I do not intend to burden this judgment with a recitation of the facts – the material facts are not in dispute and are recorded in the papers. It suffices to say that the application was dismissed in March 2008. The first respondent upheld his dismissal. The application for review was filed on 30 June 2009, in which the applicant challenged the award in a number of respects. The basis for the application to dismiss is that the applicant had failed to prosecute the review application with the required degree of diligence and in particular, that he failed to take effective steps to reconstruct missing portions of the record of the arbitration proceedings. It is not disputed that the tape recordings of the proceedings on 20 And 21 January 2009 are missing. This state of affairs was established in or about August 2009. On 2 November 2009, in response to a letter from the applicant’s attorneys, the second respondent advised that it was unable to locate the tapes concerned. This was confirmed in mid-January 2010. There was an exchange of correspondence regarding the missing record, in which the third respondent’s attorneys expressed their dissatisfaction at the lack of any progress in the matter. In August 2010, the third respondent’s attorneys again complained about the lack of progress, and indicated that unless further steps were in respect of the review application, an application to dismiss would be filed. Arrangements were then made for a meeting to attempt a reconstruction of the record. A meeting took place during which the first respondent was contacted to ascertain whether she had any notes that might assist in a reconstruction of the record. It was also agreed that the third respondent’s attorney would transcribe his notes of the proceedings. These were sent on 2 November 2010. Nothing further was done by the applicant’s attorneys and on 15 December 2010, the third respondent’s attorneys again complained that no further steps regarding the reconstruction of the record had been taken. The third respondent’s attorneys contacted the second respondent on 4 January 2011 to confirm that the first respondent's handwritten notes had been despatched to the applicant’s attorneys of record. Since then, no further steps were taken by the applicant to reconstruct and finalise the record.

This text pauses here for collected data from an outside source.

//! Report sinks: JSON report and a per-path CSV table

use std::fs::File;
use std::io::{self, BufWriter, Write};
use std::path::Path;

use portsim_core::model::SimulationBatch;
use portsim_core::report::Report;

/// Write the report as pretty JSON followed by a newline.
pub fn write_report_json<W: Write>(report: &Report, mut writer: W) -> io::Result<()> {
    serde_json::to_writer_pretty(&mut writer, report)?;
    writeln!(writer)?;
    writer.flush()
}

/// Write the report to `path`, or to stdout when `path` is `None`.
pub fn emit_report(report: &Report, path: Option<&Path>) -> io::Result<()> {
    match path {
        Some(path) => write_report_json(report, BufWriter::new(File::create(path)?)),
        None => write_report_json(report, io::stdout().lock()),
    }
}

/// One row per month: `month, sim_1, sim_2, ...`
pub fn write_paths_csv<W: Write>(batch: &SimulationBatch, writer: W) -> csv::Result<()> {
    let mut wtr = csv::Writer::from_writer(writer);

    let mut header = vec!["month".to_string()];
    header.extend(batch.paths.iter().map(|p| p.id.to_string()));
    wtr.write_record(&header)?;

    for (m, month) in batch.months.iter().enumerate() {
        let mut row = Vec::with_capacity(batch.len() + 1);
        row.push(month.to_string());
        row.extend(
            batch
                .paths
                .iter()
                .map(|p| p.growth.get(m).map(f64::to_string).unwrap_or_default()),
        );
        wtr.write_record(&row)?;
    }

    wtr.flush()?;
    Ok(())
}

pub fn save_paths_csv(batch: &SimulationBatch, path: &Path) -> csv::Result<()> {
    write_paths_csv(batch, File::create(path)?)
}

The applicant’s case is that he could not file the record in the absence of the missing tapes, and thus that he .cannot be blamed for the failure to file a complete record. The third respondent contends that it is entitled to costs on account of the applicant’s failure to prosecute the review with due diligence. In particular, when the second respondent indicated unequivocally in February 2010 that the record was missing, the applicant’s attorneys of record took in further steps to prosecute the matter until the third respondent’s attorneys were constrained in July 2010 to threaten an application to dismiss. This letter was sent some seven months after it had became apparent to the applicant’s attorneys that the recordings for 20 and 21 January 2009 were missing.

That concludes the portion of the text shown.